Having multiple chronic health problems or ‘comorbidities’ is often associated with worse health outcomes [1], in addition to a poorer quality of life [2] and more complex clinical management and increased health costs. There is a potential for integrating prevention and care and treating comorbid chronic diseases together, to keep people healthy for as long as possible.

As people age, they are more likely to have more than one health problem. Previous studies have reported that, of people aged 65 and over with arthritis, as many as one in two have high blood pressure, one in five heart disease, and one in seven diabetes [3].

Treatment and management

The existence of comorbidities can complicate treatment and management options for both arthritis and other chronic conditions and also make it harder for people to self-manage these conditions [4]. Arthritis often restricts physical activity and when it occurs with diabetes, heart disease, or obesity, the restriction can impede effective disease management.

Comorbidities can complicate treatment options

People with rheumatoid arthritis are more at risk of developing other chronic diseases [5]. The risk of cardiovascular disease in people with rheumatoid arthritis (12.9%) is similar to the risk of cardiovascular disease in people with Type 2 diabetes (12.4%) [6,7]. This risk may be increased due to the medications used to treat rheumatoid arthritis, such as glucocorticoids [7,8].
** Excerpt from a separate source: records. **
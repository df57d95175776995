//! Room in the world graph.

use std::borrow::Borrow;
use std::fmt;

use serde::{Deserialize, Serialize};

/// Placeholder used for any descriptive field a room record leaves out.
pub const UNKNOWN: &str = "unknown";

/// Opaque room identifier, exactly as written in the world documents.
#[derive(Debug, Clone, PartialEq, Eq, Hash, PartialOrd, Ord, Serialize, Deserialize)]
#[serde(transparent)]
pub struct RoomId(pub String);

impl RoomId {
    pub fn new(id: impl Into<String>) -> Self {
        Self(id.into())
    }

    pub fn as_str(&self) -> &str {
        &self.0
    }
}

impl fmt::Display for RoomId {
    fn fmt(&self, f: &mut fmt::Formatter<'_>) -> fmt::Result {
        f.write_str(&self.0)
    }
}

impl Borrow<str> for RoomId {
    fn borrow(&self) -> &str {
        &self.0
    }
}

impl From<&str> for RoomId {
    fn from(s: &str) -> Self {
        Self(s.to_string())
    }
}

impl From<String> for RoomId {
    fn from(s: String) -> Self {
        Self(s)
    }
}

/// A room as recorded in the catalog.
///
/// Everything except `id` is carried for reporting only; the engine never
/// interprets `coordinates`.
#[derive(Debug, Clone, PartialEq, Serialize, Deserialize)]
pub struct Room {
    pub id: RoomId,
    pub name: String,
    pub room_type: String,
    /// Top-level region (the document's district).
    pub region: String,
    /// Sub-location inside the region.
    pub location: String,
    pub coordinates: serde_json::Value,
    pub description: String,
}

impl Room {
    pub fn new(id: impl Into<RoomId>) -> Self {
        Self {
            id: id.into(),
            name: UNKNOWN.to_string(),
            room_type: UNKNOWN.to_string(),
            region: UNKNOWN.to_string(),
            location: UNKNOWN.to_string(),
            coordinates: serde_json::Value::Null,
            description: String::new(),
        }
    }

    pub fn with_name(mut self, name: impl Into<String>) -> Self {
        self.name = name.into();
        self
    }

    pub fn with_type(mut self, room_type: impl Into<String>) -> Self {
        self.room_type = room_type.into();
        self
    }

    pub fn with_region(mut self, region: impl Into<String>, location: impl Into<String>) -> Self {
        self.region = region.into();
        self.location = location.into();
        self
    }
}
  1. Parekh AK, Goodman RA, Gordon C et al. 2011. Managing multiple chronic conditions: a strategic framework for improving health outcomes and quality of life. Public Health Reports 126:460–471.
  2. McDaid O, Hanly MJ, Richardson K et al. 2013. The effect of multiple chronic conditions on self-rated health, disability and quality of life among the older populations of Northern Ireland and the Republic of Ireland: a comparison of two nationally representative cross-sectional surveys. British Medical Journal Open 3:e002571. doi:10.1136/bmjopen-2013-002571.
  3. Caughey GE, Vitry AI, Gilbert AL et al. 2008. Prevalence of comorbidity of chronic diseases in Australia. BMC Public Health 8:221 doi:10.1186/1471-2458-8-221.
  4. Leeder S & Wells B 2012. Findings: Optimising prevention and the management of care for Australians with serious and continuing chronic illness. Menzies Centre for Health Policy, The University of Sydney.
  5. Ursum J, Korevaar JC, Twisk Jet al. 2013. Prevalence of chronic diseases at the onset of inflammatory arthritis: a population-based study. Family Practice 30:615–620.
  6. Van Halm VP, Peters MJ, Voskuyl AE et al. 2009. Rheumatoid arthritis versus diabetes as a risk factor for cardiovascular disease, a cross sectional study: the CARRE Investigation. Annals of the Rheumatic Diseases 68:1395–400.
  7. Peters MJ, van Halm VP, Voskuyl AE et al. Does rheumatoid arthritis equal diabetes mellitus as an independent risk factor for cardiovascular disease? A prospective study. Arthritis and Rheumatism 61(11):1571–1579.
  8. Liao KP & Solomon DH 2013. Traditional cardiovascular risk factors, inflammation and cardiovascular risk in rheumatoid arthritis. Rheumatology (Oxford) 52:45–52.